[<prev] [next>] [<thread-prev] [thread-next>] [day] [month] [year] [list]
Message-ID: <ae308d42-fd15-45e6-9cf8-fb3c8f3d0671@huaweicloud.com>
Date: Thu, 8 Jan 2026 20:54:04 +0800
From: Zhang Yi <yi.zhang@...weicloud.com>
To: Ojaswin Mujoo <ojaswin@...ux.ibm.com>
Cc: linux-ext4@...r.kernel.org, Theodore Ts'o <tytso@....edu>,
Ritesh Harjani <ritesh.list@...il.com>, Jan Kara <jack@...e.cz>,
libaokun1@...wei.com, linux-kernel@...r.kernel.org
Subject: Re: [PATCH 5/7] ext4: Refactor zeroout path and handle all cases
On 1/8/2026 8:42 PM, Ojaswin Mujoo wrote:
> On Thu, Jan 08, 2026 at 07:58:21PM +0800, Zhang Yi wrote:
>> On 1/4/2026 8:19 PM, Ojaswin Mujoo wrote:
>>> Currently, zeroout is used as a fallback in case we fail to
>>> split/convert extents in the "traditional" modify-the-extent-tree way.
>>> This is essential to mitigate failures in critical paths like extent
>>> splitting during endio.
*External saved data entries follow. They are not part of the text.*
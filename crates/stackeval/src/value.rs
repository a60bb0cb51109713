//! value representation
//!
//! The evaluation model contains the following data types
//! - null
//! - unknown (a placeholder of a given [Type] for a value not known in the current phase)
//! - boolean (true/false)
//! - integer (signed, i64)
//! - decimal (f64)
//! - string (utf-8)
//! - array ("list" of values)
//! - object (order-preserving "map"/"dictionary", where the key is of type string)
//!
//! Values coming out of the expression evaluator are always known. Unknowns only enter via
//! deferred evaluation (e.g. input variables during validation) and then spread to anything
//! that references them.
use crate::types::Type;
use serde::{
    ser::{SerializeMap, SerializeSeq},
    Serializer,
};

/// Rendering of an unknown value in serialized output
pub const UNKNOWN_PLACEHOLDER: &str = "(known after apply)";

/// All possible value types
#[derive(Debug, Clone, PartialEq, Default)]
pub enum Value {
    #[default]
    Null,
    Unknown(Type),
    Boolean(bool),
    Integer(i64),
    Decimal(f64),
    String(String),
    Array(Vec<Value>),
    Object(indexmap::IndexMap<String, Value>),
}

impl Value {
    pub fn is_null(&self) -> bool {
        matches!(self, Value::Null)
    }

    /// Short name of the kind of value, used in error messages
    pub fn type_name(&self) -> &'static str {
        match self {
            Value::Null => "null",
            Value::Unknown(_) => "unknown",
            Value::Boolean(_) => "bool",
            Value::Integer(_) | Value::Decimal(_) => "number",
            Value::String(_) => "string",
            Value::Array(_) => "list",
            Value::Object(_) => "object",
        }
    }

    /// Converts into the expression evaluator's representation
    ///
    /// Returns `None` when the value is not wholly known.
    pub fn to_hcl(&self) -> Option<hcl::Value> {
        Some(match self {
            Value::Null => hcl::Value::Null,
            Value::Unknown(_) => return None,
            Value::Boolean(b) => hcl::Value::Bool(*b),
            Value::Integer(i) => hcl::Value::Number((*i).into()),
            Value::Decimal(d) => hcl::Number::from_f64(*d)
                .map(hcl::Value::Number)
                .unwrap_or(hcl::Value::Null),
            Value::String(s) => hcl::Value::String(s.clone()),
            Value::Array(items) => hcl::Value::Array(
                items
                    .iter()
                    .map(Value::to_hcl)
                    .collect::<Option<Vec<_>>>()?,
            ),
            Value::Object(attrs) => hcl::Value::Object(
                attrs
                    .iter()
                    .map(|(k, v)| v.to_hcl().map(|v| (k.clone(), v)))
                    .collect::<Option<hcl::value::Map<String, hcl::Value>>>()?,
            ),
        })
    }
}

impl From<String> for Value {
    fn from(value: String) -> Self {
        Value::String(value)
    }
}

impl From<&str> for Value {
    fn from(value: &str) -> Self {
        Value::String(value.to_string())
    }
}

impl From<bool> for Value {
    fn from(value: bool) -> Self {
        Self::Boolean(value)
    }
}

impl From<i64> for Value {
    fn from(value: i64) -> Self {
        Self::Integer(value)
    }
}

impl From<f64> for Value {
    fn from(value: f64) -> Self {
        Self::Decimal(value)
    }
}

impl<T: Into<Value>> From<Vec<T>> for Value {
    fn from(value: Vec<T>) -> Self {
        Value::Array(value.into_iter().map(Into::into).collect())
    }
}

impl<K: ToString, V: Into<Value>> From<indexmap::IndexMap<K, V>> for Value {
    fn from(value: indexmap::IndexMap<K, V>) -> Self {
        Value::Object(
            value
                .into_iter()
                .map(|(k, v)| (k.to_string(), v.into()))
                .collect(),
        )
    }
}

impl From<hcl::Number> for Value {
    fn from(value: hcl::Number) -> Self {
        if let Some(int) = value.as_i64() {
            return Value::Integer(int);
        }

        match value.as_f64() {
            Some(decimal) => Value::Decimal(decimal),
            None => Value::Null,
        }
    }
}

impl From<hcl::Value> for Value {
    fn from(value: hcl::Value) -> Value {
        match value {
            hcl::Value::Null => Value::Null,
            hcl::Value::Bool(b) => b.into(),
            hcl::Value::Number(n) => n.into(),
            hcl::Value::String(s) => s.into(),
            hcl::Value::Array(a) => Value::Array(a.into_iter().map(Into::into).collect()),
            hcl::Value::Object(o) => {
                Value::Object(o.into_iter().map(|(k, v)| (k, v.into())).collect())
            }
        }
    }
}

impl serde::ser::Serialize for Value {
    fn serialize<S>(&self, serializer: S) -> Result<S::Ok, S::Error>
    where
        S: Serializer,
    {
        match self {
            Value::Null => serializer.serialize_unit(),
            Value::Unknown(_) => serializer.serialize_str(UNKNOWN_PLACEHOLDER),
            Value::Boolean(value) => serializer.serialize_bool(*value),
            Value::Integer(value) => serializer.serialize_i64(*value),
            Value::Decimal(value) => serializer.serialize_f64(*value),
            Value::String(value) => serializer.serialize_str(value),
            Value::Array(value) => {
                let mut ser = serializer.serialize_seq(Some(value.len()))?;
                for element in value {
                    ser.serialize_element(element)?;
                }
                ser.end()
            }
            Value::Object(value) => {
                let mut ser = serializer.serialize_map(Some(value.len()))?;
                for (element_key, element_value) in value {
                    ser.serialize_entry(element_key, element_value)?;
                }
                ser.end()
            }
        }
    }
}

#[cfg(test)]
mod test {
    use super::*;
    use pretty_assertions::assert_eq;

    #[test]
    fn nested_unknowns_have_no_hcl_value() {
        let value = Value::Object(indexmap::indexmap! {
            "a".to_string() => Value::Integer(1),
            "b".to_string() => Value::Array(vec![Value::Unknown(Type::String)]),
        });
        assert_eq!(value.to_hcl(), None);
    }

    #[test]
    fn from_hcl_value() {
        let value: Value = hcl::Value::Array(vec![
            hcl::Value::Number(3.into()),
            hcl::Value::Number(hcl::Number::from_f64(1.5).unwrap()),
            hcl::Value::Null,
        ])
        .into();

        assert_eq!(
            value,
            Value::Array(vec![Value::Integer(3), Value::Decimal(1.5), Value::Null])
        );
    }

    #[test]
    fn unknowns_serialize_as_placeholder() {
        let value = Value::Object(indexmap::indexmap! {
            "id".to_string() => Value::Unknown(Type::String),
        });
        assert_eq!(
            serde_json::to_string(&value).unwrap(),
            r#"{"id":"(known after apply)"}"#
        );
    }
}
However, the logic is very messy and not easy to
>>> follow. Further, the fragile use of various flags has made it prone to
>>> errors.
>>>
>>> Refactor zeroout out logic by moving it up to ext4_split_extents().
>>> Further, zeroout correctly based on the type of conversion we want, ie:
>>> - unwritten to written: Zeroout everything around the mapped range.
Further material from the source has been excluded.